RECORDED INFORMATION:
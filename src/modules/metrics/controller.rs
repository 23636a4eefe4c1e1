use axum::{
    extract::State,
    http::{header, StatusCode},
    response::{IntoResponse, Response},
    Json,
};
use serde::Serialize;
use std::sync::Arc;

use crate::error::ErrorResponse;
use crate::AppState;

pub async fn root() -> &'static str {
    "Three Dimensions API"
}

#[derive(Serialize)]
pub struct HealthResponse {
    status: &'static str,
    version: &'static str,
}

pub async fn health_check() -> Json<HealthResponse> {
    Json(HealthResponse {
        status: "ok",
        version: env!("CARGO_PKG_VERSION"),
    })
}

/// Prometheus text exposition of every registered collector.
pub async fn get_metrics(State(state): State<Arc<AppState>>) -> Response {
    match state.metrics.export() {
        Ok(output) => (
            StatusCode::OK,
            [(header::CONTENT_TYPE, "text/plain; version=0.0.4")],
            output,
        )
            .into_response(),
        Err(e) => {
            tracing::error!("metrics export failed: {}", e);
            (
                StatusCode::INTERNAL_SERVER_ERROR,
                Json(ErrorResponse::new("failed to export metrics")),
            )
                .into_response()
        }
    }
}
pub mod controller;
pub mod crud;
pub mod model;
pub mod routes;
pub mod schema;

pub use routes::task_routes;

TASK OBJECTIVE: Starting with the first record, copy everything through the final one exactly.

TASK OUTPUT:
filename src/modules/metrics/controller.rs
repository 23636a4eefe4c1e1
use axum::{
    extract::State,
    http::{header, StatusCode},
    response::{IntoResponse, Response},
    Json,
};
use serde::Serialize;
use std::sync::Arc;

use crate::error::ErrorResponse;
use crate::AppState;

pub async fn root() -> &'static str {
    "Three Dimensions API"
}

#[derive(Serialize)]
pub struct HealthResponse {
    status: &'static str,
    version: &'static str,
}

pub async fn health_check() -> Json<HealthResponse> {
    Json(HealthResponse {
        status: "ok",
        version: env!("CARGO_PKG_VERSION"),
    })
}

/// Prometheus text exposition of every registered collector.
pub async fn get_metrics(State(state): State<Arc<AppState>>) -> Response {
    match state.metrics.export() {
        Ok(output) => (
            StatusCode::OK,
            [(header::CONTENT_TYPE, "text/plain; version=0.0.4")],
            output,
        )
            .into_response(),
        Err(e) => {
            tracing::error!("metrics export failed: {}", e);
            (
                StatusCode::INTERNAL_SERVER_ERROR,
                Json(ErrorResponse::new("failed to export metrics")),
            )
                .into_response()
        }
    }
}
pub mod controller;
pub mod crud;
pub mod model;
pub mod routes;
pub mod schema;

pub use routes::task_routes;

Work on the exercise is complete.